##### Exercise inputs #####

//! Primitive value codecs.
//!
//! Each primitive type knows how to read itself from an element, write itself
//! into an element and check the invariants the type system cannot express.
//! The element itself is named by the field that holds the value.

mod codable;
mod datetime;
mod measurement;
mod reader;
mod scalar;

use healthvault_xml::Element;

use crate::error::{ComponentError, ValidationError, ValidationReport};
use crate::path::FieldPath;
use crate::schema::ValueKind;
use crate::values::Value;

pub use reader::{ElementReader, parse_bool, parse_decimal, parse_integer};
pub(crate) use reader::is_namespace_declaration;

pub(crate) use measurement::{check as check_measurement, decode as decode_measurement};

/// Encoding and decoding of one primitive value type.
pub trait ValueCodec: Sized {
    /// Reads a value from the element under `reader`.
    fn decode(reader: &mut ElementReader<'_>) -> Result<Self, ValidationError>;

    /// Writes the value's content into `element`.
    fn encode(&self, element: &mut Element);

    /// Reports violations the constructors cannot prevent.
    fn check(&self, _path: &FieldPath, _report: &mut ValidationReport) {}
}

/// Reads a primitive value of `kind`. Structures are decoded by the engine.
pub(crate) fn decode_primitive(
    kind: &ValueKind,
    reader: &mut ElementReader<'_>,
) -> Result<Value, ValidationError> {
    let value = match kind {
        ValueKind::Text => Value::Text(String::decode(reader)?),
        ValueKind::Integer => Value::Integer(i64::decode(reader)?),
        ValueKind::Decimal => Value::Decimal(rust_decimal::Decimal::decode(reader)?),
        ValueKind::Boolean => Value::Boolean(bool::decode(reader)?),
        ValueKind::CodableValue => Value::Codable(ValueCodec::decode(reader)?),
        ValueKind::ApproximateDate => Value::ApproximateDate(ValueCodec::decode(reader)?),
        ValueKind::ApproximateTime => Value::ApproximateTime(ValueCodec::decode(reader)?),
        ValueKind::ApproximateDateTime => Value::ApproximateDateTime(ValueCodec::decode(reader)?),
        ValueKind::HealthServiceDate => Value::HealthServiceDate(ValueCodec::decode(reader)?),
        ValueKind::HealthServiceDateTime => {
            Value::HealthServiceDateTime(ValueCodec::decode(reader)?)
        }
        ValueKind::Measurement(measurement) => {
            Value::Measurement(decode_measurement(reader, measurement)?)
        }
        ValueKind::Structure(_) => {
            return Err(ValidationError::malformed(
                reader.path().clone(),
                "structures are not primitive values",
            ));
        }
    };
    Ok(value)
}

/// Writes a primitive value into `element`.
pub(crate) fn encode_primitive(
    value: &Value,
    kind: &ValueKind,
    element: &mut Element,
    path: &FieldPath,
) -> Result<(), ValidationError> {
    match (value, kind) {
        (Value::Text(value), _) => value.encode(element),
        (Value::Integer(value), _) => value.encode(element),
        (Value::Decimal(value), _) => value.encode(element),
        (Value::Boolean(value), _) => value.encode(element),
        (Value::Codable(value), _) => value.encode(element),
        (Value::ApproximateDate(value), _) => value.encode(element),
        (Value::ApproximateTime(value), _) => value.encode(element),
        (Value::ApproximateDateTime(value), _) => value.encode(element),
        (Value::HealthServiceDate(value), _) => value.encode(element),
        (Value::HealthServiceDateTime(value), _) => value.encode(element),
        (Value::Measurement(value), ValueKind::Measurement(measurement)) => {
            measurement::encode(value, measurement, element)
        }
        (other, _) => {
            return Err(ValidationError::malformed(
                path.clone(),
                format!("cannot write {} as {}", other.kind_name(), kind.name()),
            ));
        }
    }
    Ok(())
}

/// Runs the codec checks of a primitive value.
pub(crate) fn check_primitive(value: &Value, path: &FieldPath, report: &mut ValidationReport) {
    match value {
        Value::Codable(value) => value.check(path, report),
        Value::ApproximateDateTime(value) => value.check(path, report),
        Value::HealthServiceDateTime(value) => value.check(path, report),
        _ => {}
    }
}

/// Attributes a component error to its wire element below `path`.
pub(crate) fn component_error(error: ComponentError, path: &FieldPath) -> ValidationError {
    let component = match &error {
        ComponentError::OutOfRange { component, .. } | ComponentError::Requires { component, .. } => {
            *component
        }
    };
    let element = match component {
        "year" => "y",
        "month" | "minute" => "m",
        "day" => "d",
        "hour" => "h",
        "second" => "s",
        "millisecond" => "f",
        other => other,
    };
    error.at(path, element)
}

#####

__Work item__: Lines containing the word "cannot": copy every one of them from the records above.

__Answer to this exercise__:
//! into an element and check the invariants the type system cannot express.
    /// Reports violations the constructors cannot prevent.
                format!("cannot write {} as {}", other.kind_name(), kind.name()),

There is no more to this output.